As for the sick room, patients should “live in and breathe freely the open air ... the only gas fit for the lungs” Bodington drew upon his country background to describe how “farmers, shepherds and ploughmen are rarely liable to consumption, living in the open air.” (20) The victims were usually townspeople who lived in closed rooms and smoke-filled environments. Bodington wanted to treat his patients in rural surroundings. They should sleep at night in a cool, ventilated room. In the day, they should have “free use of a pure atmosphere” and as much exercise (especially riding and walking) “as the patient’s strength allowed.” (21)
This open environment contrasted sharply with conventional practice, where patients with TB were confined within warm rooms without ventilation. Bodington vividly described this as “forcing them to breathe over and again the same foul air, contaminated with the diseased effluvia of their own persons.” (22)
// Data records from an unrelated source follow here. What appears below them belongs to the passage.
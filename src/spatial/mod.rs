//! Nearest-neighbor search over color features
//!
//! This module contains:
//! - Distance metrics shared by every index
//! - A balanced k-d tree used for corpus lookups
//! - A brute-force scan with identical results, for small corpora and checks

/// Balanced k-d tree index
pub mod kdtree;
/// Brute-force reference index
pub mod linear;
/// Lp distance metrics
pub mod metric;

pub use kdtree::KdTree;
pub use linear::LinearScan;
pub use metric::Metric;

use crate::corpus::feature::ColorFeature;
use crate::io::error::{MosaicError, Result};

/// Read-only nearest-neighbor lookup over the features it was built from
///
/// Implementations are immutable after construction and return positions in
/// the build order. Among equally distant features the lowest position wins.
pub trait NearestNeighbor {
    /// Number of components every query must have
    fn dimensions(&self) -> usize;

    /// Number of indexed features
    fn len(&self) -> usize;

    /// Whether the index holds no features
    fn is_empty(&self) -> bool {
        self.len() == 0
    }

    /// Metric the index ranks candidates by
    fn metric(&self) -> Metric;

    /// Position of the feature closest to `query`
    ///
    /// # Errors
    ///
    /// Returns an invalid parameter error if `query` has the wrong number of
    /// components or a non-finite component.
    fn nearest(&self, query: &ColorFeature) -> Result<usize>;
}

/// Flatten `features` into a row-major point matrix
///
/// # Errors
///
/// Returns [`MosaicError::Index`] if `features` is empty, has zero-dimensional
/// or ragged entries, or contains non-finite components.
pub(crate) fn flatten_features(features: &[ColorFeature]) -> Result<(Vec<f64>, usize)> {
    let Some(first) = features.first() else {
        return Err(MosaicError::Index {
            reason: "no features to index".to_string(),
        });
    };
    let dimensions = first.dimensions();
    if dimensions == 0 {
        return Err(MosaicError::Index {
            reason: "features have no components".to_string(),
        });
    }

    let mut points = Vec::with_capacity(features.len() * dimensions);
    for (position, feature) in features.iter().enumerate() {
        if feature.dimensions() != dimensions {
            return Err(MosaicError::Index {
                reason: format!(
                    "feature {position} has {} components, expected {dimensions}",
                    feature.dimensions()
                ),
            });
        }
        if feature.components().iter().any(|c| !c.is_finite()) {
            return Err(MosaicError::Index {
                reason: format!("feature {position} has a non-finite component"),
            });
        }
        points.extend_from_slice(feature.components());
    }
    Ok((points, dimensions))
}

/// Reject queries an index of `dimensions` components cannot answer
pub(crate) fn check_query(dimensions: usize, query: &ColorFeature) -> Result<()> {
    if query.dimensions() != dimensions {
        return Err(crate::io::error::invalid_parameter(
            "query",
            &format!("{} components", query.dimensions()),
            &format!("index expects {dimensions} components"),
        ));
    }
    if query.components().iter().any(|c| !c.is_finite()) {
        return Err(crate::io::error::invalid_parameter(
            "query",
            &format!("{:?}", query.components()),
            &"components must be finite",
        ));
    }
    Ok(())
}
Bodington wrote that the ideal location for treating TB should be in a “dry and high” area where the cold “is never too severe.” (In essence, he seems to be describing Sutton Coldfield in the 1830s.) He saw no special advantage in a coastal location. Cold air was “most powerful … for healing and closing cavities” and reducing “ulcers of the lungs.” He stressed the need to “keep the surface of the body warm by sufficient clothing …” (23)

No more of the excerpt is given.